Look through the records below and state how many lines carry the string "MissingHeader", adding nothing.

### DATA

=-=-=-=-=

//! FSRS memory model
//!
//! Computes retrievability from a power-law forgetting curve and updates a
//! card's stability and difficulty after each review. Every function takes
//! its constants from an explicit [`Parameters`] value.
//!
//! Grades (1-4):
//! - 1: Again, recall failed
//! - 2: Hard, recalled with serious difficulty
//! - 3: Good, recalled after hesitation
//! - 4: Easy, recalled without effort

use chrono::{Days, NaiveDate};
use rand::rngs::StdRng;
use rand::{Rng, SeedableRng};
use serde::{Deserialize, Serialize};

use super::models::Grade;

/// Exponent of the forgetting curve
pub const DECAY: f64 = -0.5;
/// Chosen so that retrievability is 0.9 when elapsed days equal stability
pub const FACTOR: f64 = 19.0 / 81.0;

pub const MIN_DIFFICULTY: f64 = 1.0;
pub const MAX_DIFFICULTY: f64 = 10.0;
pub const MAX_STABILITY: f64 = 36_500.0;

/// Intervals shorter than this are never fuzzed
const FUZZ_MIN_INTERVAL: f64 = 2.5;

pub const DEFAULT_WEIGHTS: [f64; 19] = [
    0.40255, 1.18385, 3.173, 15.69105, 7.1949, 0.5345, 1.4604, 0.0046, 1.54575, 0.1192, 1.01925,
    1.9395, 0.11, 0.29605, 2.2698, 0.2315, 2.9898, 0.51655, 0.6621,
];

/// Constants of the memory model
#[derive(Debug, Clone, PartialEq, Serialize, Deserialize)]
#[serde(default)]
pub struct Parameters {
    /// w0..w3 initial stability per grade, w4..w7 difficulty, w8..w10
    /// recall growth, w11..w14 lapse, w15/w16 hard penalty and easy bonus,
    /// w17/w18 same-day reviews
    pub weights: [f64; 19],
    /// Retrievability the next review is scheduled for
    pub desired_retention: f64,
    /// Upper bound on any interval, in days
    pub maximum_interval: u32,
    /// Floor applied to every stability the model produces
    pub minimum_stability: f64,
    /// Relative spread of the random interval perturbation (0 disables it)
    pub fuzz_factor: f64,
}

impl Default for Parameters {
    fn default() -> Self {
        Self {
            weights: DEFAULT_WEIGHTS,
            desired_retention: 0.9,
            maximum_interval: 36_500,
            minimum_stability: 0.01,
            fuzz_factor: 0.05,
        }
    }
}

impl Parameters {
    /// Same parameters with fuzz turned off
    pub fn without_fuzz(&self) -> Self {
        Self {
            fuzz_factor: 0.0,
            ..self.clone()
        }
    }

    fn w(&self, i: usize) -> f64 {
        self.weights[i]
    }
}

/// Stability and difficulty of a card
#[derive(Debug, Clone, Copy, PartialEq, Serialize, Deserialize)]
#[serde(rename_all = "camelCase")]
pub struct MemoryState {
    pub stability: f64,
    pub difficulty: f64,
}

impl MemoryState {
    pub fn is_finite(&self) -> bool {
        self.stability.is_finite() && self.difficulty.is_finite()
    }
}

/// Result of scheduling one review
#[derive(Debug, Clone, Copy, PartialEq)]
pub struct ReviewOutcome {
    pub state: MemoryState,
    pub interval: u32,
    pub due: NaiveDate,
}

/// Probability of recall `elapsed_days` after a review.
///
/// Negative elapsed time counts as zero; stability is floored at
/// `f64::MIN_POSITIVE` so the ratio stays finite.
pub fn retrievability(stability: f64, elapsed_days: f64) -> f64 {
    let t = elapsed_days.max(0.0);
    let s = stability.max(f64::MIN_POSITIVE);
    (1.0 + FACTOR * (t / s)).powf(DECAY)
}

/// Unrounded days until retrievability falls to the desired retention
pub fn optimal_interval(params: &Parameters, stability: f64) -> f64 {
    (stability / FACTOR) * (params.desired_retention.powf(1.0 / DECAY) - 1.0)
}

/// State of a card after its very first review
pub fn initial_state(params: &Parameters, grade: Grade) -> MemoryState {
    let stability = match grade {
        Grade::Again => params.w(0),
        Grade::Hard => params.w(1),
        Grade::Good => params.w(2),
        Grade::Easy => params.w(3),
    };
    MemoryState {
        stability: clamp_stability(params, stability),
        difficulty: initial_difficulty(params, grade),
    }
}

/// State of a reviewed card after another review `elapsed_days` later.
///
/// Reviews on the same day as the previous one use the short-term update.
pub fn next_state(
    params: &Parameters,
    prev: MemoryState,
    elapsed_days: f64,
    grade: Grade,
) -> MemoryState {
    let elapsed_days = elapsed_days.max(0.0);
    let difficulty = next_difficulty(params, prev.difficulty, grade);
    let stability = if elapsed_days < 1.0 {
        short_term_stability(params, prev.stability, grade)
    } else {
        let r = retrievability(prev.stability, elapsed_days);
        match grade {
            Grade::Again => lapse_stability(params, prev.difficulty, prev.stability, r),
            _ => recall_stability(params, prev.difficulty, prev.stability, r, grade),
        }
    };
    MemoryState {
        stability: clamp_stability(params, stability),
        difficulty,
    }
}

/// Days until the next review for a card with `stability`
pub fn next_interval<R: Rng + ?Sized>(params: &Parameters, stability: f64, rng: &mut R) -> u32 {
    let max = f64::from(params.maximum_interval.max(1));
    let interval = optimal_interval(params, stability).round().clamp(1.0, max);
    fuzz_interval(params, interval, rng).clamp(1.0, max) as u32
}

/// Schedule the first review of a new card
pub fn schedule_first_review<R: Rng + ?Sized>(
    params: &Parameters,
    grade: Grade,
    today: NaiveDate,
    rng: &mut R,
) -> ReviewOutcome {
    let state = initial_state(params, grade);
    outcome(params, state, today, rng)
}

/// Schedule a review of a card last reviewed on `last_review`
pub fn schedule_review<R: Rng + ?Sized>(
    params: &Parameters,
    prev: MemoryState,
    last_review: NaiveDate,
    grade: Grade,
    today: NaiveDate,
    rng: &mut R,
) -> ReviewOutcome {
    let elapsed_days = (today - last_review).num_days().max(0) as f64;
    let state = next_state(params, prev, elapsed_days, grade);
    outcome(params, state, today, rng)
}

fn outcome<R: Rng + ?Sized>(
    params: &Parameters,
    state: MemoryState,
    today: NaiveDate,
    rng: &mut R,
) -> ReviewOutcome {
    let interval = next_interval(params, state.stability, rng);
    let due = today
        .checked_add_days(Days::new(u64::from(interval)))
        .unwrap_or(NaiveDate::MAX);
    log::debug!(
        "scheduled S={:.4} D={:.4} interval={}d due={}",
        state.stability,
        state.difficulty,
        interval,
        due
    );
    ReviewOutcome {
        state,
        interval,
        due,
    }
}

/// Calculate the interval each grade would give, without fuzz.
/// Used to show the learner what each rating means for this card.
pub fn preview_intervals(
    params: &Parameters,
    prev: Option<(MemoryState, NaiveDate)>,
    today: NaiveDate,
) -> [u32; 4] {
    let params = params.without_fuzz();
    let mut rng = StdRng::seed_from_u64(0);
    Grade::ALL.map(|grade| {
        let outcome = match prev {
            None => schedule_first_review(&params, grade, today, &mut rng),
            Some((state, last_review)) => {
                schedule_review(&params, state, last_review, grade, today, &mut rng)
            }
        };
        outcome.interval
    })
}

fn initial_difficulty(params: &Parameters, grade: Grade) -> f64 {
    clamp_difficulty(params.w(4) - f64::exp(params.w(5) * (grade.value() - 1.0)) + 1.0)
}

fn next_difficulty(params: &Parameters, d: f64, grade: Grade) -> f64 {
    let delta = -params.w(6) * (grade.value() - 3.0);
    // Linear damping: steps shrink as difficulty nears the ceiling
    let damped = d + delta * ((MAX_DIFFICULTY - d) / (MAX_DIFFICULTY - MIN_DIFFICULTY));
    let reverted = params.w(7) * initial_difficulty(params, Grade::Easy) + (1.0 - params.w(7)) * damped;
    clamp_difficulty(reverted)
}

fn recall_stability(params: &Parameters, d: f64, s: f64, r: f64, grade: Grade) -> f64 {
    let t_d = 11.0 - d;
    let t_s = s.powf(-params.w(9));
    let t_r = f64::exp(params.w(10) * (1.0 - r)) - 1.0;
    let hard = if grade == Grade::Hard { params.w(15) } else { 1.0 };
    let easy = if grade == Grade::Easy { params.w(16) } else { 1.0 };
    let alpha = 1.0 + t_d * t_s * t_r * hard * easy * f64::exp(params.w(8));
    s * alpha
}

fn lapse_stability(params: &Parameters, d: f64, s: f64, r: f64) -> f64 {
    let d_f = d.powf(-params.w(12));
    let s_f = (s + 1.0).powf(params.w(13)) - 1.0;
    let r_f = f64::exp(params.w(14) * (1.0 - r));
    let lapsed = params.w(11) * d_f * s_f * r_f;
    lapsed.min(s)
}

fn short_term_stability(params: &Parameters, s: f64, grade: Grade) -> f64 {
    s * f64::exp(params.w(17) * (grade.value() - 3.0 + params.w(18)))
}

/// Clamp: stability stays within [minimum_stability, MAX_STABILITY].
/// NaN passes through unchanged and is rejected by the caller.
fn clamp_stability(params: &Parameters, s: f64) -> f64 {
    s.clamp(params.minimum_stability, MAX_STABILITY)
}

/// Clamp: difficulty stays within [MIN_DIFFICULTY, MAX_DIFFICULTY].
fn clamp_difficulty(d: f64) -> f64 {
    d.clamp(MIN_DIFFICULTY, MAX_DIFFICULTY)
}

fn fuzz_interval<R: Rng + ?Sized>(params: &Parameters, interval: f64, rng: &mut R) -> f64 {
    if params.fuzz_factor <= 0.0 || interval < FUZZ_MIN_INTERVAL {
        return interval;
    }
    let lo = (interval * (1.0 - params.fuzz_factor)).round().max(1.0) as u32;
    let hi = (interval * (1.0 + params.fuzz_factor)).round() as u32;
    if hi <= lo {
        return interval;
    }
    f64::from(rng.gen_range(lo..=hi))
}

/// Format an interval in days to a human-readable string
pub fn format_interval(days: u32) -> String {
    if days == 0 {
        "now".to_string()
    } else if days < 7 {
        format!("{}d", days)
    } else if days < 30 {
        format!("{}w", days / 7)
    } else if days < 365 {
        format!("{}mo", days / 30)
    } else {
        format!("{}y", days / 365)
    }
}
use anyhow::{Context, Result};

use rote_lib::flashcards::algorithm::format_interval;
use rote_lib::flashcards::cloze;
use rote_lib::flashcards::Grade;

use crate::app::App;
use crate::render::terminal::{paint, Color};
use crate::OutputFormat;

pub fn run(app: App, id: &str, format: &OutputFormat, use_color: bool) -> Result<()> {
    let card = app
        .store
        .get(id)
        .cloned()
        .with_context(|| format!("Card '{}' not found", id))?;
    let session = app.into_session();
    let intervals = session
        .preview(id)
        .with_context(|| format!("Card '{}' not found", id))?;

    match format {
        OutputFormat::Json => {
            let previews: Vec<serde_json::Value> = Grade::ALL
                .iter()
                .zip(intervals)
                .map(|(grade, days)| {
                    serde_json::json!({
                        "grade": grade.as_u8(),
                        "label": grade.label(),
                        "intervalDays": days,
                    })
                })
                .collect();
            let output = serde_json::json!({
                "card": card,
                "front": card.front(),
                "back": card.back(),
                "intervals": previews,
            });
            println!("{}", serde_json::to_string_pretty(&output)?);
        }
        OutputFormat::Plain => {
            let rendered = cloze::render(card.front(), card.back());
            println!("{}", paint(&rendered.prompt, Color::BOLD, use_color));
            match card.schedule() {
                Some(s) => println!(
                    "{}",
                    paint(
                        &format!(
                            "stability {:.2}  difficulty {:.2}  due {}  last review {}",
                            s.stability, s.difficulty, s.due, s.last_review
                        ),
                        Color::DIM,
                        use_color
                    )
                ),
                None => println!("{}", paint("new card", Color::DIM, use_color)),
            }
            println!();
            for (grade, days) in Grade::ALL.iter().zip(intervals) {
                println!("  {} {:<6} {:>4}d  ({})", grade.as_u8(), grade.label(), days, format_interval(days));
            }
        }
    }

    Ok(())
}
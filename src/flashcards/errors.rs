//! Error types for deck loading, review and persistence

use std::path::PathBuf;

use thiserror::Error;

use super::session::SessionState;

#[derive(Error, Debug)]
pub enum FlashcardError {
    #[error(transparent)]
    Format(#[from] FormatError),

    #[error(transparent)]
    Contract(#[from] ContractError),

    #[error("Failed to persist {} after {attempts} attempt(s): {source}", .path.display())]
    Persistence {
        path: PathBuf,
        attempts: u32,
        #[source]
        source: std::io::Error,
    },

    #[error("IO error: {0}")]
    Io(#[from] std::io::Error),

    #[error("CSV error: {0}")]
    Csv(#[from] csv::Error),
}

pub type Result<T> = std::result::Result<T, FlashcardError>;

/// A deck source that cannot be loaded as written.
///
/// The source file is rejected as a whole; sources already loaded stay valid.
#[derive(Error, Debug, Clone, PartialEq)]
#[error("{}{}: {kind}", .origin.display(), line_suffix(.line))]
pub struct FormatError {
    pub origin: PathBuf,
    pub line: Option<u64>,
    pub kind: FormatErrorKind,
}

impl FormatError {
    pub fn new(origin: impl Into<PathBuf>, line: Option<u64>, kind: FormatErrorKind) -> Self {
        Self {
            origin: origin.into(),
            line,
            kind,
        }
    }
}

fn line_suffix(line: &Option<u64>) -> String {
    line.map(|l| format!(":{l}")).unwrap_or_default()
}

#[derive(Error, Debug, Clone, PartialEq)]
pub enum FormatErrorKind {
    #[error("missing header row")]
    MissingHeader,

    #[error("header column {column} should be '{expected}', found '{found}'")]
    MalformedHeader {
        column: usize,
        expected: &'static str,
        found: String,
    },

    #[error("expected {expected} fields, found {found}")]
    ColumnCount { expected: usize, found: usize },

    #[error("invalid number in '{column}': '{value}'")]
    InvalidNumber { column: &'static str, value: String },

    #[error("invalid date in '{column}': '{value}' (expected YYYY-MM-DD)")]
    InvalidDate { column: &'static str, value: String },

    #[error("invalid scheduling state: {0}")]
    InvalidState(String),

    #[error("duplicate card id '{0}'")]
    DuplicateId(String),

    #[error("unreadable CSV: {0}")]
    Syntax(String),
}

/// A request that breaks the calling contract of the review core.
#[derive(Error, Debug, Clone, PartialEq)]
pub enum ContractError {
    #[error("grade must be 1, 2, 3 or 4, got {0}")]
    InvalidGrade(u8),

    #[error("card '{found}' is not the card awaiting a grade (expected {expected:?})")]
    CardNotCurrent {
        expected: Option<String>,
        found: String,
    },

    #[error("unknown deck '{0}'")]
    UnknownDeck(String),

    #[error("unknown card '{0}'")]
    UnknownCard(String),

    #[error("cannot {operation} while session is {state}")]
    WrongState {
        operation: &'static str,
        state: SessionState,
    },

    #[error("review of '{card_id}' produced non-finite state (stability {stability}, difficulty {difficulty})")]
    NonFinite {
        card_id: String,
        stability: f64,
        difficulty: f64,
    },
}

#[cfg(test)]
mod tests {
    use super::*;

    #[test]
    fn test_format_error_display() {
        let err = FormatError::new("decks/a.csv", Some(3), FormatErrorKind::DuplicateId("c1".to_string()));
        assert_eq!(err.to_string(), "decks/a.csv:3: duplicate card id 'c1'");

        let err = FormatError::new("decks/a.csv", None, FormatErrorKind::MissingHeader);
        assert_eq!(err.to_string(), "decks/a.csv: missing header row");
    }
}
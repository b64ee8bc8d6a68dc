pub mod decks;
pub mod drill;
pub mod preview;
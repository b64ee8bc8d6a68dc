use anyhow::Result;

use rote_lib::flashcards::DeckSelection;

use crate::app::App;
use crate::render::terminal::{paint, Color};
use crate::OutputFormat;

pub fn run(app: App, format: &OutputFormat, use_color: bool) -> Result<()> {
    let today = app.today;
    let session = app.into_session();
    let counts = session.due_counts(&DeckSelection::All);

    match format {
        OutputFormat::Json => {
            let output: Vec<serde_json::Value> = counts
                .iter()
                .map(|(deck, count)| {
                    serde_json::json!({
                        "deck": deck,
                        "due": count.due,
                        "total": count.total,
                    })
                })
                .collect();
            println!("{}", serde_json::to_string_pretty(&output)?);
        }
        OutputFormat::Plain => {
            if counts.is_empty() {
                println!("No cards found.");
                return Ok(());
            }

            let deck_width = counts.keys().map(|d| d.chars().count()).max().unwrap_or(4).max(4);
            println!("{:<deck_w$} {:>6} {:>6}", "Deck", "Due", "Total", deck_w = deck_width);
            println!(
                "{} {} {}",
                "\u{2500}".repeat(deck_width),
                "\u{2500}".repeat(6),
                "\u{2500}".repeat(6)
            );

            for (deck, count) in &counts {
                let due = format!("{:>6}", count.due);
                let due = if count.due > 0 {
                    paint(&due, Color::GREEN, use_color)
                } else {
                    paint(&due, Color::DIM, use_color)
                };
                println!("{:<deck_w$} {} {:>6}", deck, due, count.total, deck_w = deck_width);
            }

            let due: usize = counts.values().map(|c| c.due).sum();
            println!("\n{} cards due on {}", due, today);
        }
    }

    Ok(())
}
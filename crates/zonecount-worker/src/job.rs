//! Analysis job definition.

use std::path::PathBuf;

use serde::{Deserialize, Serialize};
use zonecount_models::{AnalysisRequest, JobId};

/// One video to analyze.
#[derive(Debug, Clone, Serialize, Deserialize)]
pub struct AnalysisJob {
    #[serde(default)]
    pub job_id: JobId,
    /// Base name for the output files
    pub name: String,
    pub request: AnalysisRequest,
    /// JSON-lines detection log for the video
    pub detections: PathBuf,
}

impl AnalysisJob {
    pub fn new(name: impl Into<String>, request: AnalysisRequest, detections: impl Into<PathBuf>) -> Self {
        Self {
            job_id: JobId::new(),
            name: name.into(),
            request,
            detections: detections.into(),
        }
    }

    /// Output name taken from the detection log's file stem.
    pub fn from_log(request: AnalysisRequest, detections: impl Into<PathBuf>) -> Self {
        let detections = detections.into();
        let name = detections
            .file_stem()
            .map(|s| s.to_string_lossy().into_owned())
            .unwrap_or_else(|| "video".to_string());
        Self::new(name, request, detections)
    }
}
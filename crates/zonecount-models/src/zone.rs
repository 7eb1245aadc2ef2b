//! Zone and counting line configuration.
//!
//! Zones and lines are immutable for the duration of a run. Geometry is
//! validated once, before any frame is processed.

use std::collections::HashSet;

use serde::{Deserialize, Serialize};
use thiserror::Error;
use tracing::warn;

use crate::geometry::Point;

/// RGB display color, carried through for overlays and dashboards.
pub type Color = [u8; 3];

/// Zone semantics. Controls how occupancy is bucketed on the timeline.
#[derive(Debug, Clone, Copy, PartialEq, Eq, Hash, Serialize, Deserialize, Default)]
#[serde(rename_all = "snake_case")]
pub enum ZoneKind {
    /// Staff station: reported as active/inactive per 5-second window
    Staff,
    /// Customer area: reported as average head count per second
    #[default]
    Customer,
}

impl ZoneKind {
    pub fn as_str(&self) -> &'static str {
        match self {
            ZoneKind::Staff => "staff",
            ZoneKind::Customer => "customer",
        }
    }

    /// Width of one timeline bucket in seconds.
    pub fn bucket_width_secs(&self) -> u64 {
        match self {
            ZoneKind::Staff => 5,
            ZoneKind::Customer => 1,
        }
    }
}

impl std::fmt::Display for ZoneKind {
    fn fmt(&self, f: &mut std::fmt::Formatter<'_>) -> std::fmt::Result {
        write!(f, "{}", self.as_str())
    }
}

/// A polygonal region of interest in normalized coordinates.
#[derive(Debug, Clone, PartialEq, Serialize, Deserialize)]
pub struct Zone {
    /// Unique zone name
    pub name: String,
    /// Zone semantics
    #[serde(rename = "type", default)]
    pub kind: ZoneKind,
    /// Polygon vertices, closed implicitly (last vertex connects to first)
    #[serde(rename = "points")]
    pub polygon: Vec<Point>,
    /// Display color
    #[serde(default)]
    pub color: Color,
}

impl Zone {
    pub fn new(name: impl Into<String>, kind: ZoneKind, polygon: Vec<Point>) -> Self {
        Self {
            name: name.into(),
            kind,
            polygon,
            color: [0, 255, 0],
        }
    }

    /// Polygon scaled to the frame resolution.
    pub fn pixel_polygon(&self, width: f64, height: f64) -> Vec<Point> {
        self.polygon.iter().map(|p| p.scale(width, height)).collect()
    }

    /// Reject polygons that cannot enclose an area.
    pub fn validate(&self) -> Result<(), ConfigError> {
        if self.polygon.len() < 3 {
            return Err(ConfigError::InvalidZoneGeometry {
                zone: self.name.clone(),
                reason: format!("polygon needs at least 3 points, got {}", self.polygon.len()),
            });
        }
        if self.polygon.iter().any(|p| !p.is_finite()) {
            return Err(ConfigError::InvalidZoneGeometry {
                zone: self.name.clone(),
                reason: "polygon contains a non-finite coordinate".to_string(),
            });
        }
        Ok(())
    }
}

/// A directed counting segment in normalized coordinates.
#[derive(Debug, Clone, PartialEq, Serialize, Deserialize)]
pub struct Line {
    /// Unique line name
    pub name: String,
    pub start: Point,
    pub end: Point,
    /// Display color
    #[serde(default)]
    pub color: Color,
}

impl Line {
    pub fn new(name: impl Into<String>, start: Point, end: Point) -> Self {
        Self {
            name: name.into(),
            start,
            end,
            color: [255, 255, 0],
        }
    }

    /// Start and end scaled to the frame resolution.
    pub fn pixel_endpoints(&self, width: f64, height: f64) -> (Point, Point) {
        (self.start.scale(width, height), self.end.scale(width, height))
    }

    /// A line whose endpoints coincide can never register a crossing.
    pub fn is_degenerate(&self) -> bool {
        self.start == self.end
    }

    pub fn validate(&self) -> Result<(), ConfigError> {
        if !self.start.is_finite() || !self.end.is_finite() {
            return Err(ConfigError::InvalidLineGeometry {
                line: self.name.clone(),
                reason: "endpoint contains a non-finite coordinate".to_string(),
            });
        }
        if self.is_degenerate() {
            warn!(line = %self.name, "Counting line has identical endpoints and will never trigger");
        }
        Ok(())
    }
}

/// Zones and lines for one analysis run.
#[derive(Debug, Clone, Default, PartialEq, Serialize, Deserialize)]
pub struct AnalysisRequest {
    #[serde(default)]
    pub zones: Vec<Zone>,
    #[serde(default)]
    pub lines: Vec<Line>,
}

impl AnalysisRequest {
    pub fn new(zones: Vec<Zone>, lines: Vec<Line>) -> Self {
        Self { zones, lines }
    }

    /// Validate every zone and line, and name uniqueness within each kind.
    pub fn validate(&self) -> Result<(), ConfigError> {
        let mut seen = HashSet::new();
        for zone in &self.zones {
            zone.validate()?;
            if !seen.insert(zone.name.as_str()) {
                return Err(ConfigError::DuplicateName {
                    kind: "zone",
                    name: zone.name.clone(),
                });
            }
        }

        let mut seen = HashSet::new();
        for line in &self.lines {
            line.validate()?;
            if !seen.insert(line.name.as_str()) {
                return Err(ConfigError::DuplicateName {
                    kind: "line",
                    name: line.name.clone(),
                });
            }
        }

        Ok(())
    }
}

/// Configuration rejected before processing starts.
#[derive(Debug, Clone, PartialEq, Error)]
pub enum ConfigError {
    #[error("Invalid geometry for zone '{zone}': {reason}")]
    InvalidZoneGeometry { zone: String, reason: String },

    #[error("Invalid geometry for line '{line}': {reason}")]
    InvalidLineGeometry { line: String, reason: String },

    #[error("Duplicate {kind} name: {name}")]
    DuplicateName { kind: &'static str, name: String },

    #[error("Invalid frame rate: {0}")]
    InvalidFps(f64),
}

=-=-=-=-=

### TASK OUTPUT
2